*** MATERIAL FOR THE TASK Section Begins ***

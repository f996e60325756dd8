pub mod config;
pub mod corpus;
pub mod domain_utils;
pub mod engine;
pub mod error;
pub mod indicators;
pub mod mailbox;
pub mod normalization;
pub mod orchestrator;
pub mod patterns;
pub mod report;
pub mod retry;
pub mod review;
pub mod rules;
pub mod statistics;

pub use config::SweepConfig;
pub use corpus::{compare_rules, CorpusStore, RuleDiff};
pub use engine::{ClassificationEngine, Decision, EngineOptions};
pub use error::{MailboxError, Result, SweepError};
pub use mailbox::{Mailbox, MemoryMailbox, Message, MessageRef};
pub use orchestrator::{Orchestrator, Pass, PassReport};
pub use report::MatchInfo;
pub use rules::{Rule, RuleSet, SafeSenderList};
pub use statistics::{PassStats, RunSummary};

*** MATERIAL FOR THE TASK Section Ends ***

> [DIRECTIONS]
Would you please write out the entire listing exactly?

> [EXERCISE RESULT]
repository f996e60325756dd8
pub mod config;
pub mod corpus;
pub mod domain_utils;
pub mod engine;
pub mod error;
pub mod indicators;
pub mod mailbox;
pub mod normalization;
pub mod orchestrator;
pub mod patterns;
pub mod report;
pub mod retry;
pub mod review;
pub mod rules;
pub mod statistics;

pub use config::SweepConfig;
pub use corpus::{compare_rules, CorpusStore, RuleDiff};
pub use engine::{ClassificationEngine, Decision, EngineOptions};
pub use error::{MailboxError, Result, SweepError};
pub use mailbox::{Mailbox, MemoryMailbox, Message, MessageRef};
pub use orchestrator::{Orchestrator, Pass, PassReport};
pub use report::MatchInfo;
pub use rules::{Rule, RuleSet, SafeSenderList};
pub use statistics::{PassStats, RunSummary};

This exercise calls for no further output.